Indicadores de alfabetização científica na produção de crônicas
Nome Completo:
José Marcelo Cangemi
Unidade da USP:
Interunidades em Ensino de Ciências
Programa de Pós-Graduação:
PIEC Interunidades
Nível:
Mestrado
Resumo:
Esse trabalho teve como objetivo identificar a presença de indicadores de Alfabetização Científica na produção de crônicas dos alunos do ensino médio. Utilizaram-se os indicadores de Bybee (1997), para quem a Alfabetização Científica ocorre de forma processual e gradual, propondo distinguir certos graus de alfabetização e sugerindo considerar a mesma em quatro níveis, conforme segue: nominal, funcional, estrutural e multidimensional. Trabalhou-se com um ciclo de cinco aulas, onde os alunos produziram três textos, que serviram para a análise do nível de AC atingido pelos mesmos, utilizando análise textual discursiva (ATD), ancorados no trabalho de Moraes e Galiazzi (2006).
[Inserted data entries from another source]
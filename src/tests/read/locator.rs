// Copyright (c) 2022 Harry [Majored] [hello@majored.pw]
// MIT License (https://github.com/Majored/rs-async-zip/blob/main/LICENSE)

use crate::core::eocdr::RawEndOfCentralDirectoryRecord;
use crate::cursor::reverse_search_buffer;
use crate::error::ZipError;
use crate::tests::fixture::ArchiveBuilder;
use crate::tests::init_logger;
use crate::Archive;

use futures_lite::io::{AsyncReadExt, Cursor};

#[test]
fn search_one_byte_test() {
    let buffer: &[u8] = &[0x0, 0x0, 0x0, 0x0, 0x0, 0x0];
    let signature: &[u8] = &[0x1];

    let matched = reverse_search_buffer(buffer, signature);
    assert!(matched.is_none());

    let buffer: &[u8] = &[0x2, 0x1, 0x0, 0x0, 0x0, 0x0];
    let signature: &[u8] = &[0x1];

    let matched = reverse_search_buffer(buffer, signature);
    assert_eq!(matched, Some(1));
}

#[test]
fn search_returns_start_of_last_match() {
    let buffer: &[u8] = b"PK\x05\x06xxPK\x05\x06yy";
    assert_eq!(reverse_search_buffer(buffer, b"PK\x05\x06"), Some(6));
    assert_eq!(reverse_search_buffer(&buffer[..9], b"PK\x05\x06"), Some(0));
    assert_eq!(reverse_search_buffer(b"K\x05\x06", b"PK\x05\x06"), None);
}

#[tokio::test]
async fn locator_empty_test() {
    init_logger();

    let built = ArchiveBuilder::new().build();
    assert_eq!(built.bytes.len(), RawEndOfCentralDirectoryRecord::LENGTH);

    let archive = Archive::open(built.cursor()).await.unwrap();
    assert!(archive.is_empty());
    assert!(!archive.zip64());
    assert_eq!(archive.base_offset(), 0);
    assert_eq!(archive.index().directory(), 0..0);
}

#[tokio::test]
async fn locator_empty_max_comment_test() {
    init_logger();

    let comment = vec![b'c'; u16::MAX as usize];
    let built = ArchiveBuilder::new().stored("a.txt", b"a").comment(&comment).build();

    let archive = Archive::open(built.cursor()).await.unwrap();
    assert_eq!(archive.entries().len(), 1);
    assert_eq!(archive.comment().as_bytes(), &comment[..]);
}

#[tokio::test]
async fn locator_rejects_signature_within_comment() {
    init_logger();

    // A complete record whose declared comment overruns the source.
    let fake = RawEndOfCentralDirectoryRecord { zip_file_comment_length: 500, ..Default::default() }.encode();
    let mut comment = b"before ".to_vec();
    comment.extend(fake);

    let built = ArchiveBuilder::new().stored("a.txt", b"abc").comment(&comment).build();

    let archive = Archive::open(built.cursor()).await.unwrap();
    assert_eq!(archive.entries().len(), 1);
    assert_eq!(archive.comment().as_bytes(), &comment[..]);
}

#[tokio::test]
async fn locator_rejects_fitting_record_within_comment() {
    init_logger();

    // An empty record which fits exactly at the end of the comment, and so of the source.
    let mut comment = b"note ".to_vec();
    comment.extend(RawEndOfCentralDirectoryRecord::default().encode());

    let built = ArchiveBuilder::new().stored("a.txt", b"abc").stored("b.txt", b"defg").comment(&comment).build();

    let archive = Archive::open(built.cursor()).await.unwrap();
    assert_eq!(archive.entries().len(), 2);
    assert_eq!(archive.base_offset(), 0);
    assert_eq!(archive.comment().as_bytes(), &comment[..]);
}

#[tokio::test]
async fn locator_tolerates_trailing_junk() {
    init_logger();

    let built = ArchiveBuilder::new().stored("a.txt", b"abc").suffix(&[0xA5; 10 * 1024]).build();

    let mut archive = Archive::open(built.cursor()).await.unwrap();
    let entry = archive.entries()[0].clone();

    let mut data = Vec::new();
    archive.open_payload(&entry).await.unwrap().read_to_end(&mut data).await.unwrap();
    assert_eq!(data, b"abc");
}

#[tokio::test]
async fn locator_not_a_zip() {
    init_logger();

    let sources = [
        Vec::new(),
        vec![0; RawEndOfCentralDirectoryRecord::LENGTH - 1],
        (0..4096).map(|i| (i * 7 % 251) as u8).collect(),
    ];

    for source in sources {
        let length = source.len();
        match Archive::open(Cursor::new(source)).await {
            Err(ZipError::NotAZipArchive) => (),
            Err(err) => panic!("expected a non-archive for {length} bytes, got {err:?}"),
            Ok(_) => panic!("expected a non-archive for {length} bytes"),
        }
    }
}

#[tokio::test]
async fn locator_sentinel_without_zip64_records() {
    init_logger();

    let mut built = ArchiveBuilder::new().stored("a.txt", b"abc").build();
    let eocdr = built.eocdr;
    built.patch(eocdr + 8, &[0xFF, 0xFF, 0xFF, 0xFF]);

    assert!(matches!(Archive::open(built.cursor()).await, Err(ZipError::Malformed(_))));
}

#[tokio::test]
async fn locator_spanned_archive() {
    init_logger();

    let mut built = ArchiveBuilder::new().stored("a.txt", b"abc").build();
    let eocdr = built.eocdr;
    built.patch(eocdr + 4, &1u16.to_le_bytes());

    assert!(matches!(Archive::open(built.cursor()).await, Err(ZipError::Unsupported(_))));
}

#[tokio::test]
async fn locator_self_extracting_prefix() {
    init_logger();

    let built = ArchiveBuilder::new().prefix(&[0x4D; 1000]).stored("a.txt", b"abc").stored("b.txt", b"defg").build();

    let mut archive = Archive::open(built.cursor()).await.unwrap();
    assert_eq!(archive.base_offset(), 1000);
    assert_eq!(archive.entries()[0].local_header_offset(), 0);

    let entries = archive.entries().to_vec();
    for (entry, expected) in entries.iter().zip([&b"abc"[..], &b"defg"[..]]) {
        let payload = archive.resolve(entry).await.unwrap();
        assert!(payload.data_offset() > 1000);

        let mut data = Vec::new();
        archive.open_payload(entry).await.unwrap().read_to_end(&mut data).await.unwrap();
        assert_eq!(data, expected);
    }
}

#[tokio::test]
async fn locator_zip64_self_extracting_prefix() {
    init_logger();

    let built = ArchiveBuilder::new().prefix(&[0x4D; 500]).stored("a.txt", b"abc").zip64_trailer().build();

    let mut archive = Archive::open(built.cursor()).await.unwrap();
    assert!(archive.zip64());
    assert_eq!(archive.base_offset(), 500);

    let entry = archive.entries()[0].clone();
    let mut data = Vec::new();
    archive.open_payload(&entry).await.unwrap().read_to_end(&mut data).await.unwrap();
    assert_eq!(data, b"abc");
}

#[tokio::test]
async fn locator_padded_directory() {
    init_logger();

    let mut built = ArchiveBuilder::new().stored("a.txt", b"abc").stored("b.txt", b"defg").build();

    // Padding between the directory and its trailer shifts the trailer without any prefix.
    let eocdr = built.eocdr as usize;
    built.bytes.splice(eocdr..eocdr, [0; 16]);

    let mut archive = Archive::open(built.cursor()).await.unwrap();
    assert_eq!(archive.base_offset(), 0);
    assert_eq!(archive.entries().len(), 2);

    let entries = archive.entries().to_vec();
    for (entry, expected) in entries.iter().zip([&b"abc"[..], &b"defg"[..]]) {
        let mut data = Vec::new();
        archive.open_payload(entry).await.unwrap().read_to_end(&mut data).await.unwrap();
        assert_eq!(data, expected);
    }
}

#[tokio::test]
async fn locator_directory_declared_beyond_trailer() {
    init_logger();

    let mut built = ArchiveBuilder::new().stored("a.txt", b"abc").build();
    let eocdr = built.eocdr;
    let directory = built.directory as u32;
    built.patch(eocdr + 16, &(directory + 2).to_le_bytes());

    assert!(matches!(Archive::open(built.cursor()).await, Err(ZipError::Malformed(_))));
}
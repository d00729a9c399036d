// Copyright (c) 2022 Harry [Majored] [hello@majored.pw]
// MIT License (https://github.com/Majored/rs-async-zip/blob/main/LICENSE)

pub(crate) mod compressed;
pub(crate) mod entry;
pub(crate) mod hashed;
pub(crate) mod payload;

/// A macro that returns the inner value of an Ok or early-returns in the case of an Err.
///
/// This is almost identical to the ? operator but handles the situation when a Result is used in combination with
/// Poll (eg. futures-lite's IO traits such as AsyncRead).
macro_rules! poll_result_ok {
    ($poll:expr) => {
        match $poll {
            Ok(inner) => inner,
            Err(err) => return Poll::Ready(Err(err)),
        }
    };
}

use poll_result_ok;
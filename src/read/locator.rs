// Copyright (c) 2022 Harry [Majored] [hello@majored.pw]
// MIT License (https://github.com/Majored/rs-async-zip/blob/main/LICENSE)

//! <https://github.com/Majored/rs-async-zip/blob/main/SPECIFICATION.md#4316>
//!
//! As with other ZIP libraries, we face the predicament that the end of central directory record may contain a
//! variable-length file comment. As a result, we cannot just make the assumption that the start of this record is
//! 22 bytes offset from the end of the data - we must locate it ourselves.
//!
//! The record can only start within the final `22 + u16::MAX` bytes, so that window is read in once and searched in
//! reverse. Each signature match is only a candidate: a comment may itself contain the signature bytes, so a match is
//! accepted only when the comment length it declares fits within the bytes which follow it, and a match lying wholly
//! within an earlier match's comment is discarded in favour of that earlier match. Anything after the comment is
//! tolerated as trailing junk.

use crate::core::eocdr::{self, RawEndOfCentralDirectoryRecord};
use crate::core::zip64::eocdr::RawZip64EndOfCentralDirectoryRecord;
use crate::core::zip64::locator::RawZip64EndOfCentralDirectoryLocator;
use crate::core::{cdr, SIGNATURE_LENGTH};
use crate::cursor::{reverse_search_buffer, ByteCursor};
use crate::error::{Result, ZipError};

use std::ops::Range;

use futures_lite::io::{AsyncRead, AsyncSeek};

/// The size of the window searched for the end of central directory record.
const SEARCH_WINDOW: u64 = RawEndOfCentralDirectoryRecord::LENGTH as u64 + u16::MAX as u64;

/// The archive-level values combined from the end of central directory record and, when present, its Zip64
/// counterpart.
#[derive(Debug, Clone, PartialEq, Eq)]
pub(crate) struct Trailer {
    pub(crate) total_entries: u64,
    pub(crate) size_of_cd: u64,
    pub(crate) offset_of_cd: u64,
    pub(crate) comment: Vec<u8>,
    pub(crate) zip64: bool,
    /// The number of bytes of unrelated data preceding the archive proper.
    pub(crate) base_offset: u64,
    /// The absolute offset of the first trailer record (the Zip64 record where present, else the EOCDR).
    pub(crate) trailer_offset: u64,
}

impl Trailer {
    /// Combines a plain end of central directory record with no Zip64 counterpart.
    fn from_eocdr(record: &eocdr::EndOfCentralDirectoryRecord, offset: u64) -> Self {
        Self {
            total_entries: record.raw.total_entries.into(),
            size_of_cd: record.raw.size_of_cd.into(),
            offset_of_cd: record.raw.offset_of_cd.into(),
            comment: record.zip_file_comment.to_vec(),
            zip64: false,
            base_offset: 0,
            trailer_offset: offset,
        }
    }

    /// Combines an end of central directory record with its Zip64 counterpart, which is authoritative for every
    /// field it carries.
    fn combine(
        record: &eocdr::EndOfCentralDirectoryRecord,
        zip64: &RawZip64EndOfCentralDirectoryRecord,
        offset: u64,
    ) -> Self {
        Self {
            total_entries: zip64.total_entries,
            size_of_cd: zip64.size_of_cd,
            offset_of_cd: zip64.offset_of_cd,
            comment: record.zip_file_comment.to_vec(),
            zip64: true,
            base_offset: 0,
            trailer_offset: offset,
        }
    }

    /// The absolute offset of the first central directory record.
    pub(crate) fn directory_start(&self) -> u64 {
        self.base_offset + self.offset_of_cd
    }

    /// The absolute offset one past the last central directory record.
    pub(crate) fn directory_end(&self) -> u64 {
        self.directory_start() + self.size_of_cd
    }
}

/// Locates and combines the archive's trailer records, computing the base offset of the archive proper.
#[tracing::instrument(level = "debug", skip_all, fields(length = cursor.len()))]
pub(crate) async fn locate<R>(cursor: &mut ByteCursor<R>) -> Result<Trailer>
where
    R: AsyncRead + AsyncSeek + Unpin,
{
    let (eocdr_offset, record) = eocdr(cursor).await?;
    let eocdr = eocdr::decode(&record)?;
    tracing::debug!(offset = eocdr_offset, "located end of central directory record");

    let mut trailer = match zip64(cursor, eocdr_offset).await? {
        Some((offset, zip64)) => {
            if zip64.number_of_this_disk != zip64.disk_with_start_of_cd
                || zip64.entries_on_this_disk != zip64.total_entries
            {
                return Err(ZipError::Unsupported("spanned archives".into()));
            }

            Trailer::combine(&eocdr, &zip64, offset)
        }
        None if eocdr.raw.has_sentinel() => {
            return Err(ZipError::Malformed(
                "end of central directory record defers to a Zip64 record which is not present".into(),
            ));
        }
        None => {
            if eocdr.raw.number_of_this_disk != eocdr.raw.disk_with_start_of_cd
                || eocdr.raw.entries_on_this_disk != eocdr.raw.total_entries
            {
                return Err(ZipError::Unsupported("spanned archives".into()));
            }

            Trailer::from_eocdr(&eocdr, eocdr_offset)
        }
    };

    trailer.base_offset = base_offset(cursor, &trailer).await?;

    if trailer.directory_start().checked_add(trailer.size_of_cd).map_or(true, |end| end > trailer.trailer_offset) {
        return Err(ZipError::Malformed(format!(
            "central directory ({} bytes at offset {}) overlaps the trailer at offset {}",
            trailer.size_of_cd,
            trailer.directory_start(),
            trailer.trailer_offset
        )));
    }

    tracing::debug!(
        entries = trailer.total_entries,
        directory = trailer.directory_start(),
        base = trailer.base_offset,
        zip64 = trailer.zip64,
        "combined trailer records"
    );
    Ok(trailer)
}

/// Locates the end of central directory record, returning its offset and its bytes through to the end of the source.
async fn eocdr<R>(cursor: &mut ByteCursor<R>) -> Result<(u64, Vec<u8>)>
where
    R: AsyncRead + AsyncSeek + Unpin,
{
    if cursor.len() < RawEndOfCentralDirectoryRecord::LENGTH as u64 {
        return Err(ZipError::NotAZipArchive);
    }

    let (start, mut window) = cursor.read_tail(SEARCH_WINDOW).await?;
    let signature = RawEndOfCentralDirectoryRecord::SIGNATURE.to_le_bytes();
    let mut end = window.len();
    let mut found: Option<Range<usize>> = None;

    while let Some(index) = reverse_search_buffer(&window[..end], &signature) {
        match eocdr::decode(&window[index..]) {
            Ok(record) => {
                let candidate = index..index + RawEndOfCentralDirectoryRecord::LENGTH + record.zip_file_comment.len();

                // A later candidate lying wholly within this one's comment is part of that comment.
                let comment_start = candidate.start + RawEndOfCentralDirectoryRecord::LENGTH;
                let encloses =
                    found.as_ref().map_or(true, |inner| comment_start <= inner.start && inner.end <= candidate.end);

                if encloses {
                    if let Some(inner) = &found {
                        tracing::trace!(offset = start + inner.start as u64, "candidate lies within a comment");
                    }
                    found = Some(candidate);
                }
            }
            Err(err) => tracing::trace!(offset = start + index as u64, %err, "rejected candidate"),
        }

        // Any earlier match must start before this one, so it ends at most one byte short of this one's end.
        end = index + SIGNATURE_LENGTH - 1;
    }

    let index = found.ok_or(ZipError::NotAZipArchive)?.start;
    window.drain(..index);

    Ok((start + index as u64, window))
}

/// Reads the Zip64 end of central directory record if a locator immediately precedes the EOCDR.
///
/// Returns the record alongside its absolute offset.
async fn zip64<R>(
    cursor: &mut ByteCursor<R>,
    eocdr_offset: u64,
) -> Result<Option<(u64, RawZip64EndOfCentralDirectoryRecord)>>
where
    R: AsyncRead + AsyncSeek + Unpin,
{
    let Some(locator_offset) = eocdr_offset.checked_sub(RawZip64EndOfCentralDirectoryLocator::LENGTH as u64) else {
        return Ok(None);
    };

    let bytes = cursor.read_at(locator_offset, RawZip64EndOfCentralDirectoryLocator::LENGTH).await?;
    let locator = match RawZip64EndOfCentralDirectoryLocator::decode(&bytes) {
        Ok(locator) => locator,
        Err(ZipError::BadSignature { .. }) => return Ok(None),
        Err(err) => return Err(err),
    };

    tracing::debug!(offset = locator_offset, record = locator.relative_offset_eocdr, "located Zip64 locator");
    if locator.total_disks > 1 {
        return Err(ZipError::Unsupported("spanned archives".into()));
    }

    // The locator's offset is relative to the archive proper, so any prefixed data shifts the record. Without an
    // extensible data sector it sits immediately before the locator.
    let adjacent = locator_offset.checked_sub(RawZip64EndOfCentralDirectoryRecord::LENGTH as u64);
    let mut last_error = None;

    for offset in std::iter::once(locator.relative_offset_eocdr).chain(adjacent) {
        let record = match cursor.read_at(offset, RawZip64EndOfCentralDirectoryRecord::LENGTH).await {
            Ok(bytes) => RawZip64EndOfCentralDirectoryRecord::decode(&bytes),
            Err(err) => Err(err),
        };

        match record {
            Ok(record) => {
                tracing::debug!(offset, "located Zip64 end of central directory record");
                return Ok(Some((offset, record)));
            }
            Err(err @ (ZipError::BadSignature { .. } | ZipError::Malformed(_))) => {
                tracing::trace!(offset, %err, "no Zip64 end of central directory record");
                last_error = Some(err);
            }
            Err(err) => return Err(err),
        }
    }

    Err(last_error.unwrap_or(ZipError::Malformed("Zip64 locator points outside of the archive".into())))
}

/// Computes the number of bytes of prefixed data (eg. a self-extracting stub) before the archive proper.
///
/// The trailer physically follows the central directory, so the directory's observed start is the trailer's offset
/// less the directory's size. Its distance from the declared start is the prefix.
async fn base_offset<R>(cursor: &mut ByteCursor<R>, trailer: &Trailer) -> Result<u64>
where
    R: AsyncRead + AsyncSeek + Unpin,
{
    let observed = trailer.trailer_offset.checked_sub(trailer.size_of_cd).ok_or_else(|| {
        ZipError::Malformed(format!(
            "central directory size {} exceeds the trailer offset {}",
            trailer.size_of_cd, trailer.trailer_offset
        ))
    })?;

    let base = observed.checked_sub(trailer.offset_of_cd).ok_or_else(|| {
        ZipError::Malformed(format!(
            "central directory declared at offset {} but observed at offset {observed}",
            trailer.offset_of_cd
        ))
    })?;

    if base == 0 || trailer.total_entries == 0 {
        return Ok(base);
    }

    // Some writers pad between the directory and its trailer. Where the declared offset holds a record but the
    // adjusted one doesn't, the declared offset is trusted as is.
    if !has_cdr_signature(cursor, observed).await? && has_cdr_signature(cursor, trailer.offset_of_cd).await? {
        tracing::debug!(base, "adjusted offset holds no central directory record, ignoring prefix");
        return Ok(0);
    }

    tracing::debug!(base, "archive is prefixed");
    Ok(base)
}

async fn has_cdr_signature<R>(cursor: &mut ByteCursor<R>, offset: u64) -> Result<bool>
where
    R: AsyncRead + AsyncSeek + Unpin,
{
    match cursor.read_at(offset, SIGNATURE_LENGTH).await {
        Ok(bytes) => Ok(bytes == cdr::SIGNATURE.to_le_bytes()),
        Err(ZipError::Malformed(_)) => Ok(false),
        Err(err) => Err(err),
    }
}
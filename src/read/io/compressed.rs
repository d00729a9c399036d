// Copyright (c) 2022 Harry [Majored] [hello@majored.pw]
// MIT License (https://github.com/Majored/rs-async-zip/blob/main/LICENSE)

use crate::error::{Result, ZipError};
use crate::spec::Compression;

use std::pin::Pin;
use std::task::{Context, Poll};

#[cfg(any(
    feature = "deflate",
    feature = "bzip2",
    feature = "zstd",
    feature = "lzma",
    feature = "xz",
    feature = "deflate64"
))]
use async_compression::futures::bufread;
use futures_lite::io::{AsyncBufRead, AsyncRead};
use pin_project::pin_project;

/// A wrapping reader which holds concrete types for each compression method enabled by this crate's features.
#[pin_project(project = CompressedReaderProj)]
pub(crate) enum CompressedReader<R> {
    Stored(#[pin] R),
    #[cfg(feature = "deflate")]
    Deflate(#[pin] bufread::DeflateDecoder<R>),
    #[cfg(feature = "deflate64")]
    Deflate64(#[pin] bufread::Deflate64Decoder<R>),
    #[cfg(feature = "bzip2")]
    Bz(#[pin] bufread::BzDecoder<R>),
    #[cfg(feature = "lzma")]
    Lzma(#[pin] bufread::LzmaDecoder<R>),
    #[cfg(feature = "zstd")]
    Zstd(#[pin] bufread::ZstdDecoder<R>),
    #[cfg(feature = "xz")]
    Xz(#[pin] bufread::XzDecoder<R>),
}

impl<R> CompressedReader<R>
where
    R: AsyncBufRead,
{
    /// Constructs a new wrapping reader from a generic [`AsyncBufRead`] implementer.
    ///
    /// Methods whose feature isn't enabled are reported as [`ZipError::UnsupportedCompression`].
    #[allow(unreachable_patterns)]
    pub(crate) fn new(reader: R, compression: Compression) -> Result<Self> {
        Ok(match compression {
            Compression::Stored => CompressedReader::Stored(reader),
            #[cfg(feature = "deflate")]
            Compression::Deflate => CompressedReader::Deflate(bufread::DeflateDecoder::new(reader)),
            #[cfg(feature = "deflate64")]
            Compression::Deflate64 => CompressedReader::Deflate64(bufread::Deflate64Decoder::new(reader)),
            #[cfg(feature = "bzip2")]
            Compression::Bz => CompressedReader::Bz(bufread::BzDecoder::new(reader)),
            #[cfg(feature = "lzma")]
            Compression::Lzma => CompressedReader::Lzma(bufread::LzmaDecoder::new(reader)),
            #[cfg(feature = "zstd")]
            Compression::Zstd => CompressedReader::Zstd(bufread::ZstdDecoder::new(reader)),
            #[cfg(feature = "xz")]
            Compression::Xz => CompressedReader::Xz(bufread::XzDecoder::new(reader)),
            unsupported => return Err(ZipError::UnsupportedCompression(unsupported.into())),
        })
    }
}

impl<R> AsyncRead for CompressedReader<R>
where
    R: AsyncBufRead,
{
    fn poll_read(self: Pin<&mut Self>, c: &mut Context<'_>, b: &mut [u8]) -> Poll<std::io::Result<usize>> {
        match self.project() {
            CompressedReaderProj::Stored(inner) => inner.poll_read(c, b),
            #[cfg(feature = "deflate")]
            CompressedReaderProj::Deflate(inner) => inner.poll_read(c, b),
            #[cfg(feature = "deflate64")]
            CompressedReaderProj::Deflate64(inner) => inner.poll_read(c, b),
            #[cfg(feature = "bzip2")]
            CompressedReaderProj::Bz(inner) => inner.poll_read(c, b),
            #[cfg(feature = "lzma")]
            CompressedReaderProj::Lzma(inner) => inner.poll_read(c, b),
            #[cfg(feature = "zstd")]
            CompressedReaderProj::Zstd(inner) => inner.poll_read(c, b),
            #[cfg(feature = "xz")]
            CompressedReaderProj::Xz(inner) => inner.poll_read(c, b),
        }
    }
}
As unidades de análise são palavras de interesse para enquadrar as frases das crônicas dos alunos dentro dos indicadores de Bybee, já que existe um contexto para as mesmas. Foram selecionadas palavras de interesse, que apareceram nas crônicas: gás (ou gases), flatulência, peido, "pum", carniça, intolerância à lactose, aquecimento global, enzimas, lactose, lactase, fake news, calor, Sol e compostos químicos relacionados ao cheiro desagradável, no caso enxofre e metano. Essas palavras e frases, quando se repetem, indicam um determinado indicador de AC. De maneira geral, os textos que são produzidos nas aulas de ciências são textos dissertativos argumentativos (descrições), sendo que a crônica não é um tipo de texto que o professor de ciências da natureza utiliza. O trabalho mostra que usar crônica pode ser uma forma de tornar as aulas mais agradáveis devido à presença do humor, como também se mostrou um caminho válido para verificar em que estágio da AC encontra-se o aluno.